Народ

А почему мы вообще тут разговариваем и делимся крамольными, с точки зрения власти и ментов, мыслями, это что для нас, такой экстремальный вид спорта? Мы это делаем просто потому, что разговаривать надо всегда. В России много людей. Есть много очень приличных и умных людей среди судейского корпуса. Можно и нужно обращаться и к ментам, хотя за это можно и получить от них по морде или сесть в тюрьму. Но я хочу еще раз сказать то, что уже говорил: «менты» в моем понимании – даже не конкретные люди, а те мотивы некоторых конкретных людей, которые их в данный момент из людей превращают в ментов. Но у них же есть и вторая половина, которая спит, но которая может проснуться и со мной пообщаться.

Теперь, что касается вас, живущих в Америке, в недосягаемости от наших ментов, хотя эта недосягаемость относительна – вспомним Лондон и Литвиненко. Эксперты объясняли мне, что на Западе сейчас интерес к России угас – как бы (!) опустились руки от безнадежности уже предпринятых попыток. Я приведу такую аналогию, которую мне подсказал помогающий в организации этого выступления бывший советский заключенный (15 лет пермских лагерей неизвестно за что) Михаил Казачков. Для того, чтобы остановить поезд, несущийся на скорости, надо приложить огромную силу, и это чревато катастрофой. Но когда поезд подходит к стрелке, тут достаточно небольшого, но точного усилия, чтобы он пошел в верном направлении. Финансовый мировой кризис, совпавший с кризисом управления и идеологии в России, заставил путинский паровоз замедлить ход, сейчас он перед выбором. Чем черт не шутит – можно еще раз попробовать повернуть этот поезд в Европу, а не в Азию, на самом деле в России всегда есть и то, и другое.

В заключение я хочу рассказать о том, почему я написал роман о присяжных и сейчас инициировал программу «клуб присяжных» (в рамках которой, а вовсе не ради того, чтобы вы меня здесь послушали, мне была предложена эта поездка в США). Когда я общался с первой распущенной коллегией присяжных по делу Поддубного (напоминаю вам о деле этого табачного бизнесмена), то впервые услышал фразу, которую затем слышал и от второй коллегии по этому делу, и от многих других присяжных по другим процессам. Фраза такая: «Как это получилось, что в этой безумной, агрессивной и безразличной к человеку стране по случайной выборке из избирательных списков (по которым, к тому же, редко кто ходит голосовать) вдруг собралось двенадцать людей, способных к разговору и разумному, справедливому, гуманному и правовому совместному решению?».

Вот это и есть, и ответ, и надежда.
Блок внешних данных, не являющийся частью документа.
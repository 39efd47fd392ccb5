use std::cmp::Ordering;

use num_traits::Zero;

use super::{Constrained, Constraint, ConstraintError};

/// Marker type enforcing that a value is non-negative (zero or greater).
///
/// Used where zero is physically meaningful, such as a paste-less contact
/// (zero layer thickness) or a sensor whose leads are not exposed to air.
///
/// # Examples
///
/// ```
/// use clampon_bias::support::constraint::NonNegative;
///
/// assert!(NonNegative::new(0.0).is_ok());
/// assert!(NonNegative::new(1.0).is_ok());
/// assert!(NonNegative::new(-0.5).is_err());
/// assert!(NonNegative::new(f64::NAN).is_err());
/// ```
#[derive(Debug, Clone, Copy, PartialEq, Eq, PartialOrd, Ord)]
pub struct NonNegative;

impl NonNegative {
    /// Constructs a [`Constrained<T, NonNegative>`] if the value is non-negative.
    ///
    /// # Errors
    ///
    /// Returns an error if the value is negative or not a number (`NaN`).
    pub fn new<T: PartialOrd + Zero>(
        value: T,
    ) -> Result<Constrained<T, NonNegative>, ConstraintError> {
        Constrained::<T, NonNegative>::new(value)
    }
}

impl<T: PartialOrd + Zero> Constraint<T> for NonNegative {
    fn check(value: &T) -> Result<(), ConstraintError> {
        match value.partial_cmp(&T::zero()) {
            Some(Ordering::Greater | Ordering::Equal) => Ok(()),
            Some(Ordering::Less) => Err(ConstraintError::Negative),
            None => Err(ConstraintError::NotANumber),
        }
    }
}

#[cfg(test)]
mod tests {
    use super::*;

    use uom::si::{
        f64::{Length, ThermalConductance},
        length::millimeter,
        thermal_conductance::watt_per_kelvin,
    };

    #[test]
    fn spreading_factors() {
        assert!(NonNegative::new(0.0).is_ok());
        assert!(NonNegative::new(2.0).is_ok());
        assert_eq!(NonNegative::new(-0.1), Err(ConstraintError::Negative));
    }

    #[test]
    fn layer_thicknesses() {
        let t = Length::new::<millimeter>(0.0);
        assert!(NonNegative::new(t).is_ok());

        let t = Length::new::<millimeter>(-0.2);
        assert_eq!(NonNegative::new(t).unwrap_err(), ConstraintError::Negative);
    }

    #[test]
    fn conductances() {
        let g = ThermalConductance::new::<watt_per_kelvin>(0.0);
        assert_eq!(NonNegative::new(g).unwrap().into_inner(), g);

        let g = ThermalConductance::new::<watt_per_kelvin>(f64::NAN);
        assert_eq!(
            NonNegative::new(g).unwrap_err(),
            ConstraintError::NotANumber
        );
    }
}
//! Tabular packaging of evaluation results for display.

use std::fmt;

use uom::si::{
    f64::{TemperatureInterval, ThermalConductance, ThermodynamicTemperature, VolumeRate},
    temperature_interval::kelvin as delta_kelvin,
    volume_rate::liter_per_minute,
};

use crate::support::units::TemperatureDifference;

use super::{ConvectionRegime, FlowRegime, SensorBiasResult, Temperatures};

/// Flow rate summarized by [`Report::headline`], L/min.
pub const HEADLINE_FLOW_LPM: f64 = 10.0;

/// Relative tolerance used when looking up a row by flow rate.
const FLOW_MATCH_TOLERANCE: f64 = 1e-9;

/// Which way the sensor misreads the water temperature.
#[derive(Debug, Clone, Copy, PartialEq, Eq, Hash)]
pub enum ReadingDirection {
    /// The sensor reads warmer than the water.
    OverReads,
    /// The sensor reads colder than the water.
    UnderReads,
    /// The sensor reads the water temperature.
    Unbiased,
}

impl ReadingDirection {
    /// Classifies a bias by its sign.
    #[must_use]
    pub fn from_bias(bias: TemperatureInterval) -> Self {
        let bias = bias.get::<delta_kelvin>();
        if bias > 0.0 {
            Self::OverReads
        } else if bias < 0.0 {
            Self::UnderReads
        } else {
            Self::Unbiased
        }
    }
}

impl fmt::Display for ReadingDirection {
    fn fmt(&self, f: &mut fmt::Formatter<'_>) -> fmt::Result {
        f.write_str(match self {
            Self::OverReads => "over-reads",
            Self::UnderReads => "under-reads",
            Self::Unbiased => "no bias",
        })
    }
}

/// The sensor reading under one convection regime.
#[derive(Debug, Clone, Copy, PartialEq)]
pub struct Reading {
    /// Lead-wire conductance to the air for this regime.
    pub wire_side: ThermalConductance,
    pub sensor_temperature: ThermodynamicTemperature,
    pub bias: TemperatureInterval,
}

impl Reading {
    #[must_use]
    pub fn direction(&self) -> ReadingDirection {
        ReadingDirection::from_bias(self.bias)
    }
}

impl From<&SensorBiasResult> for Reading {
    fn from(result: &SensorBiasResult) -> Self {
        Self {
            wire_side: result.wire_side,
            sensor_temperature: result.sensor_temperature,
            bias: result.bias,
        }
    }
}

/// One table row: a flow rate with still-air and draft readings side by side.
#[derive(Debug, Clone, Copy, PartialEq)]
pub struct ReportRow {
    pub flow: VolumeRate,
    pub reynolds: f64,
    pub regime: FlowRegime,
    /// Water-side conductance at this flow.
    pub water_side: ThermalConductance,
    pub still: Reading,
    pub draft: Reading,
}

impl ReportRow {
    /// Returns the reading for `regime`.
    #[must_use]
    pub fn reading(&self, regime: ConvectionRegime) -> &Reading {
        match regime {
            ConvectionRegime::Still => &self.still,
            ConvectionRegime::Draft => &self.draft,
        }
    }

    fn from_pair(pair: &[SensorBiasResult]) -> Option<Self> {
        let [still, draft] = pair else {
            return None;
        };
        if still.convection != ConvectionRegime::Still
            || draft.convection != ConvectionRegime::Draft
        {
            return None;
        }

        Some(Self {
            flow: still.flow,
            reynolds: still.reynolds,
            regime: still.regime,
            water_side: still.water_side,
            still: still.into(),
            draft: draft.into(),
        })
    }
}

/// Summary of the readings at [`HEADLINE_FLOW_LPM`].
#[derive(Debug, Clone, Copy, PartialEq)]
pub struct Headline {
    /// Water minus air temperature.
    pub water_minus_air: TemperatureInterval,
    pub still: Reading,
    pub draft: Reading,
}

/// Evaluation results grouped by flow rate, in evaluation order.
#[derive(Debug, Clone, PartialEq)]
pub struct Report {
    pub rows: Vec<ReportRow>,

    /// Water minus air temperature.
    pub water_minus_air: TemperatureInterval,
}

impl Report {
    /// Groups flat results into one row per flow rate.
    ///
    /// `results` is expected in the order produced by
    /// [`evaluate`](super::evaluate): for each flow, the still-air result
    /// followed by the draft result. Results that do not form such a pair
    /// are skipped.
    #[must_use]
    pub fn assemble(results: &[SensorBiasResult], temperatures: &Temperatures) -> Self {
        let rows = results
            .chunk_by(|a, b| {
                a.flow == b.flow
                    && a.convection == ConvectionRegime::Still
                    && b.convection == ConvectionRegime::Draft
            })
            .filter_map(ReportRow::from_pair)
            .collect();

        Self {
            rows,
            water_minus_air: temperatures.water.minus(temperatures.air),
        }
    }

    /// Returns the first row whose flow matches `flow`.
    #[must_use]
    pub fn row_at(&self, flow: VolumeRate) -> Option<&ReportRow> {
        let target = flow.get::<liter_per_minute>();
        self.rows.iter().find(|row| {
            let lpm = row.flow.get::<liter_per_minute>();
            (lpm - target).abs() <= FLOW_MATCH_TOLERANCE * target.abs().max(lpm.abs())
        })
    }

    /// Returns the still and draft readings at [`HEADLINE_FLOW_LPM`], if evaluated.
    #[must_use]
    pub fn headline(&self) -> Option<Headline> {
        self.row_at(VolumeRate::new::<liter_per_minute>(HEADLINE_FLOW_LPM))
            .map(|row| Headline {
                water_minus_air: self.water_minus_air,
                still: row.still,
                draft: row.draft,
            })
    }

    /// Returns the still and draft lead-wire conductances.
    ///
    /// These do not depend on flow, so any row carries them.
    #[must_use]
    pub fn wire_sides(&self) -> Option<[ThermalConductance; 2]> {
        self.rows
            .first()
            .map(|row| [row.still.wire_side, row.draft.wire_side])
    }
}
Об этом получился у меня роман, в котором среди сорока примерно персонажей, может быть, один или два отрицательные, а остальные, в общем, хорошие люди. В России полным-полно разумных, добрых, способных к праву людей, их много и среди судей, все меньше среди ментов, но и там, как ни странно, при каких-то условиях они вдруг тоже проявляются. Для того, чтобы это случилось, нужны гражданские институты и процедуры не митингового характера, которых в России традиционно очень мало, и они подавляются. Но тут есть люди, и пока есть люди, есть надежда. Хотя их, конечно, надо спасать каким-то способом, но только не помимо их свободной воли.

Вообще при всем трезвом и мрачном по обстоятельствам реализме я в глубине души оптимист. В самом глубоком слое я мыслю религиозным образом, историю вижу эсхатологически и не допускаю ее неудачного завершения для человечества в целом. У России тут своя роль, и она эту роль сыграла, даже если как империя она больше никогда не возродится. А я и не думаю, что это единственный выход. Есть русская литература, русская культура, родившая, в том числе Петра Чаадаева, который первым высказал такую мысль: может быть, роль России как раз в том, чтобы явить остальному миру, как не надо делать.

Но я люблю свою страну, не надо ее казнить, надо ее лечить до самой последней возможности. Сейчас от рака ментов. Надо инвестировать в людей. Инвестиции, учитывая ситуацию «стрелки», могут быть не чрезмерными. Надо точно найти место, куда должно быть направлено действие лекарства. На мой взгляд – это суд. Никакого другого механизма против произвола, в том числе против ментовского беспредела как крайнего случая этого произвола, человечество не придумало. Но адресатом для поддержки и для разговора должна быть не некая «судебная система» и ни в коем случае не ее материальная часть (потому что тогда все украдут менты), а сознание людей, судей, в первую очередь. Здесь есть и возможны реальные подвижки.

Шанс сделать мир лучше всегда есть, и даже если оказывается, что его и не было, это все равно не причина для бездействия. Я стараюсь руководствоваться максимой, которую прихожане покойного русского священника Александра Меня, зарубленного топором в начале перестройке, приписывают ему: «Добро всегда побеждает, но на длинной дистанции».